__Work request__
Provide only the number of lines in the listing that contain the word "user".
╭──
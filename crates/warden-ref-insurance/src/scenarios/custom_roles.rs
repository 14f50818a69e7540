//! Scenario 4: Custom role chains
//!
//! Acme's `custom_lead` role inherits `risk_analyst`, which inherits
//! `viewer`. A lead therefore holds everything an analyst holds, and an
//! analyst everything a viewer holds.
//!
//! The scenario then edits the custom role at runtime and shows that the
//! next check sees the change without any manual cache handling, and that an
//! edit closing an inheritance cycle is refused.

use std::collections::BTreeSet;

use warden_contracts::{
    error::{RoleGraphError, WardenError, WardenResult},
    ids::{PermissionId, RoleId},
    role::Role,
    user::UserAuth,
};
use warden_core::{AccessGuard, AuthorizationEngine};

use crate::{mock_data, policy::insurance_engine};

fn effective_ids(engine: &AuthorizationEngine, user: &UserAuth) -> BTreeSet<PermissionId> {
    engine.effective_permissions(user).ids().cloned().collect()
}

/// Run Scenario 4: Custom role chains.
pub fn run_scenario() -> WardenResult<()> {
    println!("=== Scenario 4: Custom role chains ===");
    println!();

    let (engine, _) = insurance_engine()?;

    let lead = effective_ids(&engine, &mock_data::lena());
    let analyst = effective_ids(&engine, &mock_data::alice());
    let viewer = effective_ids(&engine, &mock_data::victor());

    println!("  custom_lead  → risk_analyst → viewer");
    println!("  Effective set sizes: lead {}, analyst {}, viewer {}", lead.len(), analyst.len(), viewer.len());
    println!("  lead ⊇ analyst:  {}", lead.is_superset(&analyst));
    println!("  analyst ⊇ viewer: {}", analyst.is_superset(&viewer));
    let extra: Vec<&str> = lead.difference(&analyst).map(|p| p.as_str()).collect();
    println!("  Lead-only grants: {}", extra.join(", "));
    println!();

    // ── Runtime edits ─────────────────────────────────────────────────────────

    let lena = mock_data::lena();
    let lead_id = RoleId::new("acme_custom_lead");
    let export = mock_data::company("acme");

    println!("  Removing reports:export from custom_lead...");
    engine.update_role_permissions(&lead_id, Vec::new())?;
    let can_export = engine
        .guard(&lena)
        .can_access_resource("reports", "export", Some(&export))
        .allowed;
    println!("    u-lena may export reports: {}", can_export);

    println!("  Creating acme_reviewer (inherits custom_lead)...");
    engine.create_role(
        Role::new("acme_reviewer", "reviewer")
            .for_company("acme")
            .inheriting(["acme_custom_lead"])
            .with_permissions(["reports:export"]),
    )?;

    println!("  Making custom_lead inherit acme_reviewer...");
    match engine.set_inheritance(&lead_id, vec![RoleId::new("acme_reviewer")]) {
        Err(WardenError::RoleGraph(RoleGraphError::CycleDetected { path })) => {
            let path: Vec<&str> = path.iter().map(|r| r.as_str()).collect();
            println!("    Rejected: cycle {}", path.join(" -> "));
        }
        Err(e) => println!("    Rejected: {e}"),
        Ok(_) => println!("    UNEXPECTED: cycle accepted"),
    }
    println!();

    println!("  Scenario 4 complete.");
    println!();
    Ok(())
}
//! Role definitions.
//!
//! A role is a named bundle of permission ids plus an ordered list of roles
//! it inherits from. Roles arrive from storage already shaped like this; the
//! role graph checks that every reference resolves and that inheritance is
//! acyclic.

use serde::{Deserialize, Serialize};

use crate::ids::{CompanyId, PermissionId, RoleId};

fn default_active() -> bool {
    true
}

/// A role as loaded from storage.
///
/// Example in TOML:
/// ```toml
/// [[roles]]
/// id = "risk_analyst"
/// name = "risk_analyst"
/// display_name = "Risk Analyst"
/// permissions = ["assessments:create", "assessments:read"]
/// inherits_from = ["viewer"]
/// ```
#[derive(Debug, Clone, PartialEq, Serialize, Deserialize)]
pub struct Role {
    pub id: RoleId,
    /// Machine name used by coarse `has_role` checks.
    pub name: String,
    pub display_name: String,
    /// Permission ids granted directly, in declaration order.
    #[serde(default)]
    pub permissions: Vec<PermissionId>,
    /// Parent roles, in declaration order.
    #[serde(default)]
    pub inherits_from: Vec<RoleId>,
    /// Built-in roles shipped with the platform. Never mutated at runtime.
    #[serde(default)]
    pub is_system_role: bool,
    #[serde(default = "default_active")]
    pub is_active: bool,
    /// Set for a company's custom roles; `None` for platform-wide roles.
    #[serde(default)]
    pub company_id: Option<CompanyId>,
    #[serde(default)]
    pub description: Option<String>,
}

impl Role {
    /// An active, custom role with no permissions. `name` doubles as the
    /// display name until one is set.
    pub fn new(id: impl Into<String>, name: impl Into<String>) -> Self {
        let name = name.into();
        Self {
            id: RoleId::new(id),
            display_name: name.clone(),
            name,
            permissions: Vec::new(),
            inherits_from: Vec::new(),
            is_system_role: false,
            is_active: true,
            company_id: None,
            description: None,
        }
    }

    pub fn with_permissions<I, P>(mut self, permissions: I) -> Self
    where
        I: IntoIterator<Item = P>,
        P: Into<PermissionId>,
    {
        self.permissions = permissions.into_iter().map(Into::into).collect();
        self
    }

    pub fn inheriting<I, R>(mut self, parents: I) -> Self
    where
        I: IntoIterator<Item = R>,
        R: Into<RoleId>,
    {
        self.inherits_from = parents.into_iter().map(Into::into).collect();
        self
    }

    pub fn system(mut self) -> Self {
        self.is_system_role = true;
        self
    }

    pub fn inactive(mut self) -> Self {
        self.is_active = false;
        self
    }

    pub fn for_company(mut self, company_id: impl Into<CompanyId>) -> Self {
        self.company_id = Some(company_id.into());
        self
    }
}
╰──
__Exercise result__
3